Write how many lines in the records below include the string "bool". No other text should be given.

** Entries provided follows **

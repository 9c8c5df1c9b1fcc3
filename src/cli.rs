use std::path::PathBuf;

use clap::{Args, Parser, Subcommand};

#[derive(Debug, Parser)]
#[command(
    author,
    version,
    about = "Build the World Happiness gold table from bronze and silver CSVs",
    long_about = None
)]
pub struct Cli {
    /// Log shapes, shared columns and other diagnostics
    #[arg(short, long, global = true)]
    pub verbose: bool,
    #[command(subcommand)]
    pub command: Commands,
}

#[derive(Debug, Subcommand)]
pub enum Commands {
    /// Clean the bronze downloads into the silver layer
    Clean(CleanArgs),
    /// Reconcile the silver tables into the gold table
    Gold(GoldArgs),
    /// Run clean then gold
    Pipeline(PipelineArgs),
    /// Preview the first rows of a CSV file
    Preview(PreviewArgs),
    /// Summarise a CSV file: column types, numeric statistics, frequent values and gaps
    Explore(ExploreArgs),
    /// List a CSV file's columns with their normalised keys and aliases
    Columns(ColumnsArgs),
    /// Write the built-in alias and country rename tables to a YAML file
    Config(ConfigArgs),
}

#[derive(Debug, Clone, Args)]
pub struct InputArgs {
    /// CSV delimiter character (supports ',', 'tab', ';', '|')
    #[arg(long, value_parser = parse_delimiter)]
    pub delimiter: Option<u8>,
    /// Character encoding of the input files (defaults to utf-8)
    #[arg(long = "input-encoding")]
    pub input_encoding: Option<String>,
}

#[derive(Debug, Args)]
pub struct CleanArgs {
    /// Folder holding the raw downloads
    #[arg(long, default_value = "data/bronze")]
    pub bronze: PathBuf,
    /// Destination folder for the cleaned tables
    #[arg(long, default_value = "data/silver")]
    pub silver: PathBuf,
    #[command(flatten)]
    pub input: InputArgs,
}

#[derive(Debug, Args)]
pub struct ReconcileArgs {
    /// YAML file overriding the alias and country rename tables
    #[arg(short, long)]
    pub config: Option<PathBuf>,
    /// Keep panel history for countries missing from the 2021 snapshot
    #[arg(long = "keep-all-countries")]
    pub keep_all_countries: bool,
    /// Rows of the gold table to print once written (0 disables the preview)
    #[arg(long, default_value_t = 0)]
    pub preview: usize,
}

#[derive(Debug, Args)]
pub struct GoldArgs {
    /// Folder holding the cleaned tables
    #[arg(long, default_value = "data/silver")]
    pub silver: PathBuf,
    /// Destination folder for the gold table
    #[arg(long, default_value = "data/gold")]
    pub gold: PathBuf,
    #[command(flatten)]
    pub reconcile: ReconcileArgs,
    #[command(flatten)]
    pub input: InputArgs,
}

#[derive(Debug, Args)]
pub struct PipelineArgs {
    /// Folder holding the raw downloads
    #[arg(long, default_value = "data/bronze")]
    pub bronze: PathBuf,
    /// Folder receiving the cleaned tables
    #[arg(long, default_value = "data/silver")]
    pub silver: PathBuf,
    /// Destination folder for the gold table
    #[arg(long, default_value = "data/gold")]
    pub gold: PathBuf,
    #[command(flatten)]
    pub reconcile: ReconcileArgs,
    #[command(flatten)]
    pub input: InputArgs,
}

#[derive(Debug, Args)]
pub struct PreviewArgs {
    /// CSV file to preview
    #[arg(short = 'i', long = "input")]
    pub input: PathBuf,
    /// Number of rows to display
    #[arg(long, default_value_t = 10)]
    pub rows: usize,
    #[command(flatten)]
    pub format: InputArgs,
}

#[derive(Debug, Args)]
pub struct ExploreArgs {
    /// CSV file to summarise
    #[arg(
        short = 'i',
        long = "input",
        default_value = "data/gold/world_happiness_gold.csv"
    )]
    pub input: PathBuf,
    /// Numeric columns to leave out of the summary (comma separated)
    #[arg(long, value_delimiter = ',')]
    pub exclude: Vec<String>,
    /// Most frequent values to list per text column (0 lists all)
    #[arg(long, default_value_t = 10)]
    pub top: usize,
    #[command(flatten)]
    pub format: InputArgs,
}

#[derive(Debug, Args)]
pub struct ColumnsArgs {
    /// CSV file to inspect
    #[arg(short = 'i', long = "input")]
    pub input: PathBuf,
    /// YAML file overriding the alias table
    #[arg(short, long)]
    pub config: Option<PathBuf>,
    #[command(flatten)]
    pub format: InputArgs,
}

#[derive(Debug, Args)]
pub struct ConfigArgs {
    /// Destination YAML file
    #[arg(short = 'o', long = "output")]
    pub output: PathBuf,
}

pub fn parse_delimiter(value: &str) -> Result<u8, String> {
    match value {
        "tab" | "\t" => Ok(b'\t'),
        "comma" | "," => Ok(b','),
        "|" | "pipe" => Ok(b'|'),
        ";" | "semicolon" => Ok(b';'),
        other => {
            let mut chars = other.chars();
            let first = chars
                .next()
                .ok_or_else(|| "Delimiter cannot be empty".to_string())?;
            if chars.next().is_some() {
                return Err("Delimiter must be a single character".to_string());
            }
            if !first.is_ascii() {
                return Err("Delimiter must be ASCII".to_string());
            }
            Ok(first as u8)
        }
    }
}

** End of Entries provided **

• [The answer] 2